[Provided entries]
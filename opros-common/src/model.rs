//! Survey data model and wire types
//!
//! Field names serialize in the camelCase form the survey clients have
//! always exchanged (`submissionId`, `totalCount`, `yesPercentage`, ...).

use serde::{Deserialize, Serialize};
use serde_json::Value;
use std::collections::BTreeMap;

/// One completed submission of answers plus optional feedback.
///
/// Answer values are kept as raw JSON values rather than a closed enum:
/// historical rows may carry values other than the `"yes"`/`"no"` literals,
/// and aggregation must tolerate them instead of failing to decode.
#[derive(Debug, Clone, PartialEq, Serialize, Deserialize)]
pub struct SurveyResponse {
    /// Client-generated idempotency key; storage rejects duplicates.
    /// Absent for legacy submitters.
    #[serde(
        rename = "submissionId",
        default,
        skip_serializing_if = "Option::is_none"
    )]
    pub submission_id: Option<String>,

    /// RFC 3339 submission time
    pub timestamp: String,

    /// Question key (`question_<id>`) to answer value
    #[serde(default)]
    pub answers: BTreeMap<String, Value>,

    /// Free-text feedback; validation normalizes this to a string
    #[serde(default)]
    pub feedback: Value,
}

/// Per-question yes/no tallies, recomputed fresh on every request
#[derive(Debug, Clone, Copy, Default, PartialEq, Eq, Serialize, Deserialize)]
#[serde(rename_all = "camelCase")]
pub struct QuestionStats {
    pub total_answers: u32,
    pub yes_count: u32,
    pub no_count: u32,
    /// Integer percent in [0, 100], rounded half away from zero
    pub yes_percentage: u8,
    pub no_percentage: u8,
}

/// Aggregated view over the whole response log
#[derive(Debug, Clone, PartialEq, Serialize, Deserialize)]
#[serde(rename_all = "camelCase")]
pub struct SurveySummary {
    pub total_count: u64,
    /// Keyed by question key (`question_<id>`)
    pub per_question: BTreeMap<String, QuestionStats>,
    /// Non-empty trimmed feedback texts in response order
    pub feedback: Vec<String>,
}

/// Raw results envelope returned by `GET ?action=getResults`
#[derive(Debug, Clone, Serialize, Deserialize)]
#[serde(rename_all = "camelCase")]
pub struct ResultsEnvelope {
    pub responses: Vec<SurveyResponse>,
    pub total_count: u64,
}

/// Write-path acknowledgement envelope
#[derive(Debug, Clone, Serialize, Deserialize)]
pub struct SubmitAck {
    pub success: bool,
    #[serde(default, skip_serializing_if = "Option::is_none")]
    pub message: Option<String>,
    #[serde(default, skip_serializing_if = "Option::is_none")]
    pub error: Option<String>,
}

impl SubmitAck {
    pub fn ok(message: impl Into<String>) -> Self {
        Self {
            success: true,
            message: Some(message.into()),
            error: None,
        }
    }

    pub fn err(error: impl Into<String>) -> Self {
        Self {
            success: false,
            message: None,
            error: Some(error.into()),
        }
    }
}

/// JSON truthiness, matching the filter the dashboards have always applied:
/// null, false, 0 and "" do not count as an answer; anything else does.
pub fn is_truthy(value: &Value) -> bool {
    match value {
        Value::Null => false,
        Value::Bool(b) => *b,
        Value::Number(n) => n.as_f64().map(|f| f != 0.0).unwrap_or(true),
        Value::String(s) => !s.is_empty(),
        Value::Array(_) | Value::Object(_) => true,
    }
}

/// Coerce a feedback value to display text.
///
/// Strings pass through, numbers and booleans are stringified (spreadsheet
/// rows sometimes come back numeric); null and structured values yield None.
pub fn coerce_text(value: &Value) -> Option<String> {
    match value {
        Value::String(s) => Some(s.clone()),
        Value::Number(n) => Some(n.to_string()),
        Value::Bool(b) => Some(b.to_string()),
        _ => None,
    }
}
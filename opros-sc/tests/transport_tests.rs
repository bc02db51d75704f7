//! Transport tests against a real in-process storage service
//!
//! Spins up the opros-ss router on an ephemeral port and drives it with
//! the client the way the survey tools do.

use opros_common::model::SurveyResponse;
use opros_sc::{RetryPolicy, SubmitClient, TransportError};
use serde_json::{json, Value};
use std::collections::BTreeMap;
use std::sync::Arc;
use std::time::Duration;

/// Start a storage service on an ephemeral port, returning its endpoint
async fn spawn_service() -> String {
    let pool = opros_ss::db::connect_memory()
        .await
        .expect("in-memory database");
    let catalog = Arc::new(opros_common::QuestionCatalog::embedded_default().clone());
    let app = opros_ss::build_router(opros_ss::AppState::new(pool, catalog, None));

    let listener = tokio::net::TcpListener::bind("127.0.0.1:0").await.unwrap();
    let addr = listener.local_addr().unwrap();
    tokio::spawn(async move {
        axum::serve(listener, app).await.unwrap();
    });

    format!("http://{}", addr)
}

fn fast_policy(max_retries: u32) -> RetryPolicy {
    RetryPolicy::new(max_retries, Duration::from_millis(10))
}

fn sample_response(submission_id: Option<&str>) -> SurveyResponse {
    let answers: BTreeMap<String, Value> = [
        ("question_1".to_string(), json!("yes")),
        ("question_2".to_string(), json!("no")),
    ]
    .into_iter()
    .collect();

    SurveyResponse {
        submission_id: submission_id.map(String::from),
        timestamp: "2025-06-01T12:00:00.000Z".to_string(),
        answers,
        feedback: json!("Great survey!"),
    }
}

#[tokio::test]
async fn test_submit_and_fetch_round_trip() {
    let endpoint = spawn_service().await;
    let client = SubmitClient::new(&endpoint, fast_policy(3)).unwrap();

    client
        .submit(sample_response(None))
        .await
        .expect("primary delivery should succeed");

    let envelope = client.fetch_results().await.unwrap();
    assert_eq!(envelope.total_count, 1);
    assert_eq!(envelope.responses[0].answers["question_1"], json!("yes"));
    assert_eq!(envelope.responses[0].feedback, json!("Great survey!"));
    // The client attached an idempotency key before delivery
    assert!(envelope.responses[0].submission_id.is_some());
}

#[tokio::test]
async fn test_retried_submission_is_not_duplicated() {
    let endpoint = spawn_service().await;
    let client = SubmitClient::new(&endpoint, fast_policy(3)).unwrap();

    let id = "e7b6a5c4-d3f2-41e0-9b8a-7c6d5e4f3a2b";
    client.submit(sample_response(Some(id))).await.unwrap();

    // Re-delivering the same submission id must not create a second row,
    // whatever the individual attempts report
    let _ = client.submit(sample_response(Some(id))).await;

    let envelope = client.fetch_results().await.unwrap();
    assert_eq!(envelope.total_count, 1);
}

#[tokio::test]
async fn test_unreachable_endpoint_exhausts_attempts() {
    // Bind then immediately drop a listener so the port refuses connections
    let listener = tokio::net::TcpListener::bind("127.0.0.1:0").await.unwrap();
    let addr = listener.local_addr().unwrap();
    drop(listener);

    let client = SubmitClient::new(format!("http://{}", addr), fast_policy(2)).unwrap();
    let result = client.submit(sample_response(None)).await;

    match result {
        Err(TransportError::Exhausted { attempts, .. }) => assert_eq!(attempts, 2),
        other => panic!("expected exhaustion, got {:?}", other.map(|_| ())),
    }
}

#[tokio::test]
async fn test_fetch_questions_returns_catalogue() {
    let endpoint = spawn_service().await;
    let client = SubmitClient::new(&endpoint, fast_policy(3)).unwrap();

    let catalog = client.fetch_questions().await.unwrap();
    assert!(!catalog.questions.is_empty());
    assert_eq!(catalog.options.yes_en, "Yes");
}
//! Database access layer for opros-ss
//!
//! The response log is a single append-only SQLite table; insertion order
//! is arrival order and rows are never mutated.

use anyhow::Result;
use sqlx::sqlite::SqlitePoolOptions;
use sqlx::SqlitePool;
use std::path::Path;

pub mod responses;

/// Initialize database connection pool
///
/// Connects to opros.db in the root folder, creating the file and schema
/// on first start.
pub async fn connect(db_path: &Path) -> Result<SqlitePool> {
    // Ensure parent directory exists
    if let Some(parent) = db_path.parent() {
        std::fs::create_dir_all(parent)?;
    }

    // mode=rwc: read, write, create
    let db_url = format!("sqlite://{}?mode=rwc", db_path.display());
    tracing::debug!("Connecting to database: {}", db_url);

    let pool = SqlitePool::connect(&db_url).await?;
    init_tables(&pool).await?;

    Ok(pool)
}

/// In-memory database for tests and ephemeral runs.
///
/// Capped at one connection: every pooled connection to `sqlite::memory:`
/// would otherwise get its own private database.
pub async fn connect_memory() -> Result<SqlitePool> {
    let pool = SqlitePoolOptions::new()
        .max_connections(1)
        .connect("sqlite::memory:")
        .await?;
    init_tables(&pool).await?;
    Ok(pool)
}

/// Create the response log table if it does not exist
async fn init_tables(pool: &SqlitePool) -> Result<()> {
    sqlx::query(
        r#"
        CREATE TABLE IF NOT EXISTS responses (
            id INTEGER PRIMARY KEY AUTOINCREMENT,
            submission_id TEXT UNIQUE,
            timestamp TEXT NOT NULL,
            answers TEXT NOT NULL,
            feedback TEXT NOT NULL DEFAULT ''
        )
        "#,
    )
    .execute(pool)
    .await?;

    Ok(())
}

#[cfg(test)]
mod tests {
    use super::*;

    #[tokio::test]
    async fn test_memory_pool_has_schema() {
        let pool = connect_memory().await.expect("in-memory pool");

        let count: i64 = sqlx::query_scalar("SELECT COUNT(*) FROM responses")
            .fetch_one(&pool)
            .await
            .expect("responses table exists");
        assert_eq!(count, 0);
    }
}
//! Question catalogue loading
//!
//! The catalogue is a JSON document listing the yes/no questions in both
//! display languages plus the localized option labels. It is loaded once at
//! startup and treated as immutable for the life of the process.

use crate::{Error, Result};
use once_cell::sync::Lazy;
use serde::{Deserialize, Serialize};
use std::collections::HashSet;
use std::path::Path;
use tracing::warn;

/// Default catalogue shipped in the binary, used when the root folder has
/// no `questions.json`
const DEFAULT_CATALOG_JSON: &str = include_str!("../data/questions.json");

static DEFAULT_CATALOG: Lazy<QuestionCatalog> = Lazy::new(|| {
    QuestionCatalog::from_json(DEFAULT_CATALOG_JSON).expect("embedded catalogue is valid")
});

/// One survey question
#[derive(Debug, Clone, PartialEq, Eq, Serialize, Deserialize)]
pub struct Question {
    /// Positive, unique, stable across the dataset's lifetime
    pub id: u32,
    #[serde(rename = "textRu")]
    pub text_ru: String,
    #[serde(rename = "textEn")]
    pub text_en: String,
    /// UI-only hint; the server accepts partial answer sets
    #[serde(default)]
    pub required: bool,
}

impl Question {
    /// Answer-map key for this question
    pub fn key(&self) -> String {
        format!("question_{}", self.id)
    }
}

/// Localized yes/no option labels
#[derive(Debug, Clone, PartialEq, Eq, Serialize, Deserialize)]
pub struct AnswerOptions {
    #[serde(rename = "yesRu")]
    pub yes_ru: String,
    #[serde(rename = "yesEn")]
    pub yes_en: String,
    #[serde(rename = "noRu")]
    pub no_ru: String,
    #[serde(rename = "noEn")]
    pub no_en: String,
}

/// Full question catalogue document
#[derive(Debug, Clone, PartialEq, Eq, Serialize, Deserialize)]
pub struct QuestionCatalog {
    pub questions: Vec<Question>,
    pub options: AnswerOptions,
}

impl QuestionCatalog {
    /// Parse and validate a catalogue document
    pub fn from_json(text: &str) -> Result<Self> {
        let catalog: QuestionCatalog = serde_json::from_str(text)?;
        catalog.check()?;
        Ok(catalog)
    }

    /// Load the catalogue from `<root>/questions.json`, falling back to the
    /// embedded default when the file does not exist
    pub fn load(root_folder: &Path) -> Result<Self> {
        let path = root_folder.join("questions.json");
        if path.exists() {
            let text = std::fs::read_to_string(&path)?;
            Self::from_json(&text)
                .map_err(|e| Error::Config(format!("{}: {}", path.display(), e)))
        } else {
            warn!(
                "No catalogue at {}, using embedded default ({} questions)",
                path.display(),
                DEFAULT_CATALOG.questions.len()
            );
            Ok(Self::embedded_default().clone())
        }
    }

    /// The catalogue compiled into the binary
    pub fn embedded_default() -> &'static QuestionCatalog {
        &DEFAULT_CATALOG
    }

    /// Whether `key` names a catalogued question (`question_<id>`)
    pub fn contains_key(&self, key: &str) -> bool {
        self.questions.iter().any(|q| q.key() == key)
    }

    fn check(&self) -> Result<()> {
        if self.questions.is_empty() {
            return Err(Error::InvalidInput("catalogue has no questions".into()));
        }
        let mut seen = HashSet::new();
        for question in &self.questions {
            if question.id == 0 {
                return Err(Error::InvalidInput(
                    "question ids must be positive".into(),
                ));
            }
            if !seen.insert(question.id) {
                return Err(Error::InvalidInput(format!(
                    "duplicate question id {}",
                    question.id
                )));
            }
        }
        Ok(())
    }
}
//! # OPROS Common Library
//!
//! Shared code for the OPROS survey services including:
//! - Survey data model (responses, stats, wire envelopes)
//! - Question catalogue loading
//! - Submission validation and normalization
//! - Result aggregation
//! - Configuration resolution
//! - Utility functions

pub mod aggregate;
pub mod catalog;
pub mod config;
pub mod error;
pub mod model;
pub mod time;
pub mod validate;

pub use catalog::QuestionCatalog;
pub use error::{Error, Result};
pub use model::{QuestionStats, ResultsEnvelope, SurveyResponse, SurveySummary};
pub use validate::{validate, ValidationError};
//! Question catalogue endpoint

use axum::{extract::State, Json};

use crate::AppState;
use opros_common::QuestionCatalog;

/// GET /api/questions
///
/// The catalogue the pages render from; immutable for the process lifetime.
pub async fn get_questions(State(state): State<AppState>) -> Json<QuestionCatalog> {
    Json(state.catalog.as_ref().clone())
}
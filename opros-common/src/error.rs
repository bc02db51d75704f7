//! Common error types for OPROS

use thiserror::Error;

/// Common result type for OPROS operations
pub type Result<T> = std::result::Result<T, Error>;

/// Common error types across OPROS services
#[derive(Error, Debug)]
pub enum Error {
    /// I/O operation error (wraps std::io::Error)
    #[error("IO error: {0}")]
    Io(#[from] std::io::Error),

    /// JSON encode/decode error (wraps serde_json::Error)
    #[error("JSON error: {0}")]
    Json(#[from] serde_json::Error),

    /// Configuration loading or validation error
    #[error("Configuration error: {0}")]
    Config(String),

    /// Requested resource not found
    #[error("Not found: {0}")]
    NotFound(String),

    /// Invalid user input or request parameter
    #[error("Invalid input: {0}")]
    InvalidInput(String),

    /// Internal server error
    #[error("Internal error: {0}")]
    Internal(String),
}
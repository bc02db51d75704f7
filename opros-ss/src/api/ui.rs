//! UI serving routes
//!
//! Serves the embedded survey form and results dashboard pages

use axum::{
    http::StatusCode,
    response::{Html, IntoResponse, Response},
};

const SURVEY_HTML: &str = include_str!("../ui/index.html");
const RESULTS_HTML: &str = include_str!("../ui/results.html");
const SURVEY_JS: &str = include_str!("../ui/survey.js");
const RESULTS_JS: &str = include_str!("../ui/results.js");
const STYLE_CSS: &str = include_str!("../ui/style.css");

/// GET /
///
/// Serves the survey form page
pub async fn serve_survey_page() -> Html<&'static str> {
    Html(SURVEY_HTML)
}

/// GET /results
///
/// Serves the results dashboard page
pub async fn serve_results_page() -> Html<&'static str> {
    Html(RESULTS_HTML)
}

/// GET /static/survey.js
pub async fn serve_survey_js() -> Response {
    (
        StatusCode::OK,
        [("content-type", "application/javascript")],
        SURVEY_JS,
    )
        .into_response()
}

/// GET /static/results.js
pub async fn serve_results_js() -> Response {
    (
        StatusCode::OK,
        [("content-type", "application/javascript")],
        RESULTS_JS,
    )
        .into_response()
}

/// GET /static/style.css
pub async fn serve_style_css() -> Response {
    (StatusCode::OK, [("content-type", "text/css")], STYLE_CSS).into_response()
}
[/Provided entries]
**Assignment:**
Among the lines above, which ones include the word "order"? Copy them.

**Response to the task:**
    /// Non-empty trimmed feedback texts in response order
//! The response log is a single append-only SQLite table; insertion order
//! is arrival order and rows are never mutated.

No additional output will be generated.